Deux jours avant l'ouverture du Mondial de l'automobile, le PDG de Renault Nissan est venu évoquer la situation du groupe sur l’antenne de BFMTV-RMC.

Le ralentissement du marché de l’automobile en Europe est au cœur de ses préoccupations. "Pour l’année 2012, nous prévoyons un recul des immatriculations d’environ 12 à 13% en France et de 8 % en Europe". Mais "la crise est européenne. Il nous reste des poches de croissance puisque le marché mondial est en hausse de 5%", a-t-il ajouté.

"Nous sommes dans l’attente de voir comment évolue le marché européen. Est- ce juste une bourrasque avec laquelle nous pouvons composer ? Ou bien un tunnel qui va durer 3 ou 4 ans?

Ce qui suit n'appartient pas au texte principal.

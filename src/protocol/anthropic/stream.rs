use crate::protocol::anthropic::{
    AnthropicDelta, AnthropicStreamEvent, AnthropicUsage, ContentBlock,
};
use crate::util::{push_json_string_escaped, push_u64_decimal, push_usize_decimal};

/// Encode a typed Anthropic stream event as a full SSE frame
/// (`event: {name}\ndata: {json}\n\n`) appended to `out`.
///
/// Block deltas, starts and stops are written by hand; rare envelopes
/// (`message_start`, `error`) go through serde.
///
/// Returns `true` when a frame is produced.
pub fn encode_anthropic_event_frame(event: &AnthropicStreamEvent, out: &mut String) -> bool {
    match event {
        AnthropicStreamEvent::ContentBlockDelta { index, delta } => {
            out.push_str(
                "event: content_block_delta\ndata: {\"type\":\"content_block_delta\",\"index\":",
            );
            push_usize_decimal(out, *index);
            match delta {
                AnthropicDelta::TextDelta { text } => {
                    out.push_str(",\"delta\":{\"type\":\"text_delta\",\"text\":");
                    push_json_string_escaped(out, text);
                }
                AnthropicDelta::ThinkingDelta { thinking } => {
                    out.push_str(",\"delta\":{\"type\":\"thinking_delta\",\"thinking\":");
                    push_json_string_escaped(out, thinking);
                }
                AnthropicDelta::InputJsonDelta { partial_json } => {
                    out.push_str(",\"delta\":{\"type\":\"input_json_delta\",\"partial_json\":");
                    push_json_string_escaped(out, partial_json);
                }
            }
            out.push_str("}}\n\n");
            true
        }
        AnthropicStreamEvent::ContentBlockStart {
            index,
            content_block,
        } => match content_block {
            ContentBlock::Thinking {
                thinking,
                signature: None,
            } => {
                push_block_start_prefix(out, *index);
                out.push_str("{\"type\":\"thinking\",\"thinking\":");
                push_json_string_escaped(out, thinking);
                out.push_str("}}\n\n");
                true
            }
            ContentBlock::Text { text } => {
                push_block_start_prefix(out, *index);
                out.push_str("{\"type\":\"text\",\"text\":");
                push_json_string_escaped(out, text);
                out.push_str("}}\n\n");
                true
            }
            ContentBlock::ToolUse { id, name, input } if is_empty_object(input) => {
                push_block_start_prefix(out, *index);
                out.push_str("{\"type\":\"tool_use\",\"id\":");
                push_json_string_escaped(out, id);
                out.push_str(",\"name\":");
                push_json_string_escaped(out, name);
                out.push_str(",\"input\":{}}}\n\n");
                true
            }
            _ => encode_with_serde(event, out),
        },
        AnthropicStreamEvent::ContentBlockStop { index } => {
            out.push_str(
                "event: content_block_stop\ndata: {\"type\":\"content_block_stop\",\"index\":",
            );
            push_usize_decimal(out, *index);
            out.push_str("}\n\n");
            true
        }
        AnthropicStreamEvent::MessageDelta { delta, usage } => {
            out.push_str(
                "event: message_delta\ndata: {\"type\":\"message_delta\",\"delta\":{\"stop_reason\":",
            );
            push_optional_string(out, delta.stop_reason.as_deref());
            out.push_str(",\"stop_sequence\":");
            push_optional_string(out, delta.stop_sequence.as_deref());
            out.push_str("},\"usage\":");
            push_usage(out, usage);
            out.push_str("}\n\n");
            true
        }
        AnthropicStreamEvent::MessageStop {} => {
            out.push_str("event: message_stop\ndata: {\"type\":\"message_stop\"}\n\n");
            true
        }
        AnthropicStreamEvent::Ping {} => {
            out.push_str("event: ping\ndata: {\"type\":\"ping\"}\n\n");
            true
        }
        AnthropicStreamEvent::MessageStart { .. } | AnthropicStreamEvent::Error { .. } => {
            encode_with_serde(event, out)
        }
    }
}

#[inline]
fn push_block_start_prefix(out: &mut String, index: usize) {
    out.push_str("event: content_block_start\ndata: {\"type\":\"content_block_start\",\"index\":");
    push_usize_decimal(out, index);
    out.push_str(",\"content_block\":");
}

#[inline]
fn push_optional_string(out: &mut String, value: Option<&str>) {
    match value {
        Some(value) => push_json_string_escaped(out, value),
        None => out.push_str("null"),
    }
}

fn push_usage(out: &mut String, usage: &AnthropicUsage) {
    out.push_str("{\"input_tokens\":");
    push_u64_decimal(out, usage.input_tokens);
    out.push_str(",\"output_tokens\":");
    push_u64_decimal(out, usage.output_tokens);
    if let Some(cached) = usage.cache_read_input_tokens {
        out.push_str(",\"cache_read_input_tokens\":");
        push_u64_decimal(out, cached);
    }
    out.push('}');
}

fn is_empty_object(value: &serde_json::Value) -> bool {
    value.as_object().is_some_and(serde_json::Map::is_empty)
}

fn encode_with_serde(event: &AnthropicStreamEvent, out: &mut String) -> bool {
    match serde_json::to_string(event) {
        Ok(json) => {
            out.push_str("event: ");
            out.push_str(event.event_name());
            out.push_str("\ndata: ");
            out.push_str(&json);
            out.push_str("\n\n");
            true
        }
        Err(err) => {
            tracing::warn!(
                error = %err,
                event = event.event_name(),
                "failed to serialize anthropic stream event"
            );
            false
        }
    }
}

Si tel est le cas, les baisses de capacités en Europe seront alors inévitables", explique Carlos Ghosn.

Pour le moment aucune fermeture d’usine ou de plan de réduction d’effectifs n’est acté, bien que les usines de Renault tournent actuellement à 62 % de leur capacité de production, un seuil qu’il qualifie encore de "gérable".

La décision de réduire les effectifs dépendra donc des chiffres prévisionnels. "Notre décision d’adapter l’outil de production dépend des prévisions pour 2013/2014. Pour l’instant rien n’est prévu. Mais il est certain que l’on ne peut pas continuer à produire des voitures qui ne sont pas commandées".

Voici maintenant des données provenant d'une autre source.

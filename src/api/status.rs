use std::sync::Arc;

use axum::extract::State;
use axum::response::Json;
use serde_json::{json, Value};

use crate::state::AppState;

/// Process-wide usage totals and the interceptor each backend uses.
pub fn status_handler(State(state): State<Arc<AppState>>) -> Json<Value> {
    let totals = state.usage().snapshot();
    Json(json!({
        "usage": totals,
        "token_scale": state.usage().scale_factor(),
        "interceptor": state.backend.interceptor_name(),
        "vision_interceptor": state
            .vision_backend
            .as_ref()
            .and_then(|backend| backend.interceptor_name()),
    }))
}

Améliorer la compétitivité

Même si il n’est pas encore question de réduire les effectifs, les salariés vont devoir adapter leur mode de travail et faire preuve de plus de flexibilité.

"Le dialogue est nécessaire avec les partenaires sociaux pour traiter ce problème en France, car sans cela, nous pouvons hésiter à maintenir nos investissements dans l’Hexagone ". Il reconnait que des discussions sont déjà engagées. " Cela m’étonnerait que l’on arrive à un blocage, chacun sait que cela va dans le bon sens. Car en échange de ces modifications, le salarié est assuré de la pérennisation de son poste".

Mais l’amélioration de la compétitivité ne dépend pas uniquement des concessions obtenues de la part des salariés. Le gouvernement aussi a un rôle à jouer. "Nous demandons une réduction des charges sur le travail. Il ne s’agit pas d’obtenir le même niveau que la Turquie par exemple, mais celui de pays de niveau comparable à la France, comme l’Allemagne".

"Nous devons exprimer les handicaps que nous subissons, et laisser les politiques décider", conclut Carlos Ghosn.